Saturday, September 17, 2011

...as a luggage problem.

This scene from Joe vs. The Volcano captures the dilemma all frequent travelers face: Getting your stuff from Point A to Point B.  As the luggage salesman says, "Out there, it's just you and your luggage."  Overnight trips aren't a problem...throw a shirt, underwear, and socks in the Adventure Bag and I'm good to go.  Two to three day trips are equally trouble-free...extra clothes in a small, carry-on bag and the Adventure Bag with its usual collection of gear suffices nicely.

Now, when I say small, carry-on bag, I really mean a small bag that I physically pick up and carry on the airplane...and "small" means it takes up about a quarter of an overhead bin.  This, I recognize, is in marked contrast to the three other major classes of "carry-on" luggage: backpacks, shopping bags, and wheelie bags.  I accept day packs as perfectly legitimate carry-on luggage and have, on occasion, resorted to using one.  However, to men who travel wearing a suit and a back pack: "Buy yourself some 'big boy' luggage and grow up."  Also note that I specify "day pack" here.  See that overhead bin, Sparky?  Only a third of it is yours.  The rest belongs to your two seat mates.  They may choose to use it or not.  That is their prerogative as a fellow passenger.  Don't presume to make the decision for them by being a selfish asshole and throwing your big-ass piece of luggage up there.

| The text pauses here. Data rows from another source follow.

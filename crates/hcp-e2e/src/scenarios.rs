//! Scenario drivers
//!
//! Each driver builds its own [`ClusterRequest`] from the shared options,
//! picks a validation callback, and hands both to a fresh
//! [`HostedClusterTest`]. Drivers share nothing mutable, so any number of
//! them can run at once (see [`run_all`]).

use std::collections::BTreeSet;
use std::future::Future;
use std::sync::Arc;
use std::time::Duration;

use k8s_openapi::api::core::v1::Pod;
use kube::ResourceExt;
use tokio_util::sync::CancellationToken;
use tracing::{info, warn};

use hcp_e2e_common::crd::{
    AvailabilityPolicy, EndpointAccess, CONDITION_ETCD_AVAILABLE,
    CONDITION_KUBE_APISERVER_AVAILABLE,
};
use hcp_e2e_common::{
    Result, CONTROL_PLANE_NODE_LABEL, DEDICATED_REQUEST_SERVING_TOPOLOGY,
    REQUEST_SERVING_LABEL, TOPOLOGY_ANNOTATION,
};

use crate::checks::{
    ensure_oauth_identity_provider, ensure_psa_not_privileged, ensure_secret_encrypted_using_kms,
    pods_off_control_plane_nodes,
};
use crate::client::{GuestConnector, KubeGuestConnector, ManagementClient};
use crate::config::HarnessOptions;
use crate::endpoint_access::{switch_to_private, switch_to_public};
use crate::guest::verify_break_glass_identity;
use crate::lifecycle::{validation, HostedClusterTest, ScenarioOutcome, Validation};
use crate::request::{ClusterRequest, Platform, RequestServing, MIN_HA_ZONES};

/// Result of invoking a scenario driver
#[derive(Clone, Debug)]
pub enum ScenarioRun {
    /// The scenario provisioned a cluster and ran to completion
    Completed(ScenarioOutcome),
    /// Preconditions of the scenario are not met in this environment
    Skipped {
        /// Scenario name
        scenario: String,
        /// Why the scenario did not run
        reason: String,
    },
}

impl ScenarioRun {
    fn skipped(scenario: &str, reason: impl Into<String>) -> Self {
        let reason = reason.into();
        info!(scenario, reason = %reason, "Skipping scenario");
        Self::Skipped {
            scenario: scenario.to_string(),
            reason,
        }
    }

    /// Outcome of a completed run
    pub fn outcome(&self) -> Option<&ScenarioOutcome> {
        match self {
            Self::Completed(outcome) => Some(outcome),
            Self::Skipped { .. } => None,
        }
    }

    /// Whether the scenario was skipped
    pub fn is_skipped(&self) -> bool {
        matches!(self, Self::Skipped { .. })
    }

    /// Test result; a skipped scenario passes
    pub fn into_result(self) -> std::result::Result<(), String> {
        match self {
            Self::Completed(outcome) => outcome.into_result(),
            Self::Skipped { .. } => Ok(()),
        }
    }
}

/// Everything scenario drivers share: read-only options and the management
/// connection
#[derive(Clone)]
pub struct ScenarioEnv {
    /// Process-wide options
    pub options: Arc<HarnessOptions>,
    /// Management cluster client
    pub mgmt: ManagementClient,
    /// Builds guest clients
    pub connector: Arc<dyn GuestConnector>,
    cancel: CancellationToken,
}

impl ScenarioEnv {
    /// Environment from explicit parts
    pub fn new(
        options: Arc<HarnessOptions>,
        mgmt: ManagementClient,
        connector: Arc<dyn GuestConnector>,
    ) -> Self {
        Self {
            options,
            mgmt,
            connector,
            cancel: CancellationToken::new(),
        }
    }

    /// Environment from `HCP_E2E_*` variables and the ambient kubeconfig
    pub async fn from_env() -> Result<Self> {
        let options = HarnessOptions::from_env()?;
        let mgmt = ManagementClient::try_default().await?;
        Ok(Self::new(Arc::new(options), mgmt, Arc::new(KubeGuestConnector)))
    }

    /// Tie every scenario started from this environment to `cancel`
    pub fn with_cancellation(mut self, cancel: CancellationToken) -> Self {
        self.cancel = cancel;
        self
    }

    fn request(&self) -> ClusterRequest {
        ClusterRequest::from_options(&self.options)
    }

    fn has_ha_zones(&self) -> bool {
        self.options.zones.len() >= MIN_HA_ZONES
    }

    async fn execute(
        &self,
        scenario: &str,
        request: &ClusterRequest,
        platform: &Platform,
        validation: Option<Validation>,
    ) -> ScenarioRun {
        let test = HostedClusterTest::new(
            scenario,
            self.mgmt.clone(),
            self.connector.clone(),
            &self.options,
        )
        .with_cancellation(self.cancel.child_token());

        let outcome = test
            .execute(
                request,
                platform,
                self.options.artifact_dir.as_deref(),
                self.options.signing_key.as_deref(),
                validation,
            )
            .await;
        ScenarioRun::Completed(outcome)
    }
}

/// Default cluster; highly available infrastructure when the zones allow
/// it, and the break-glass credential check
pub async fn create_cluster(env: &ScenarioEnv) -> ScenarioRun {
    let request = create_cluster_request(env);
    let validate = validation(|t, _, _, _| async move {
        t.run("break-glass-credentials", |t| async move {
            let client = t.break_glass_client().await?;
            verify_break_glass_identity(&client).await?;
            Ok(())
        })
        .await;
        Ok(())
    });

    env.execute("create-cluster", &request, &env.options.platform, Some(validate))
        .await
}

fn create_cluster_request(env: &ScenarioEnv) -> ClusterRequest {
    let mut request = env.request();
    if env.has_ha_zones() {
        // One worker per zone exercises multi-zone node pools.
        request.infrastructure_availability = AvailabilityPolicy::HighlyAvailable;
        request.node_pool_replicas = 1;
    }
    request
}

fn request_serving_request(env: &ScenarioEnv) -> ClusterRequest {
    let mut request = env.request();
    request.controller_availability = AvailabilityPolicy::HighlyAvailable;
    if env.has_ha_zones() {
        request.infrastructure_availability = AvailabilityPolicy::HighlyAvailable;
        request.request_serving = RequestServing::Dedicated;
        request.node_pool_replicas = 1;
    }
    // Kept even without dedicated node placement.
    request.annotations.insert(
        TOPOLOGY_ANNOTATION.to_string(),
        DEDICATED_REQUEST_SERVING_TOPOLOGY.to_string(),
    );
    request
}

/// Request-serving components on dedicated nodes
pub async fn create_cluster_request_serving_isolation(env: &ScenarioEnv) -> ScenarioRun {
    const NAME: &str = "create-cluster-request-serving-isolation";
    if !env.options.request_serving_isolation {
        return ScenarioRun::skipped(NAME, "request serving isolation is not enabled");
    }
    if !matches!(env.options.platform, Platform::Aws { .. }) {
        return ScenarioRun::skipped(NAME, "request serving isolation requires the AWS platform");
    }

    let request = request_serving_request(env);
    let validate = validation(|t, g, mgmt, handle| async move {
        let guest = t.guest_client().await?;
        t.run("psa-not-privileged", |_| async move {
            ensure_psa_not_privileged(&guest).await
        })
        .await;

        let namespace = handle.control_plane_namespace();
        let pods = mgmt.pods.list(Some(namespace.as_str()), None).await?;
        let serving_nodes: BTreeSet<String> = mgmt
            .nodes
            .list(None, Some(REQUEST_SERVING_LABEL))
            .await?
            .iter()
            .map(|n| n.name_any())
            .collect();
        g.expect(
            !serving_nodes.is_empty(),
            format!("no nodes labelled {REQUEST_SERVING_LABEL}"),
        );

        for violation in request_serving_violations(&pods, &serving_nodes) {
            g.expect(false, violation);
        }

        let hc = t.hosted_cluster().await?;
        if hc.spec.node_selector.is_some() {
            let control_plane_nodes: BTreeSet<String> = mgmt
                .nodes
                .list(None, Some(&format!("{CONTROL_PLANE_NODE_LABEL}=true")))
                .await?
                .iter()
                .map(|n| n.name_any())
                .collect();
            for violation in pods_off_control_plane_nodes(&pods, &control_plane_nodes) {
                g.expect(false, violation);
            }
        }
        Ok(())
    });

    env.execute(NAME, &request, &env.options.platform, Some(validate))
        .await
}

Shopping bags are an unfortunate, but sometimes necessary, piece of carry-on luggage.  However, I have to say that if you find yourself using plastic grocery bags as carry-ons on even a semi-regular basis, you really need to rethink your travel strategy.

Wheelie bags.  Wheelie bags are one of the most diabolical evils ever foisted upon the traveling public...and, like most diabolical evils, it, at first, seemed to be a good thing.  A bag, with wheels and a handle, that you wouldn't have to carry, just pull behind you like a grown-up version of a little red wagon.  What could be better?  Why nothing, nothing at all...until you have a plane full of people trying to maneuver their bloated wheelies down a narrow 757 aisle and heft them up and stuff them into an overhead bin.  The GI's in World War II presciently invented the word "blivet" to describe this situation...and men, if you are young and in good health, and I see you trotting down a concourse with a little wheelie carry-on bag trailing behind you....well, let's just say that I have to assume you are flying off to see a Cher concert and your wheelie contains your "in-drag" costume.  Man up, bro.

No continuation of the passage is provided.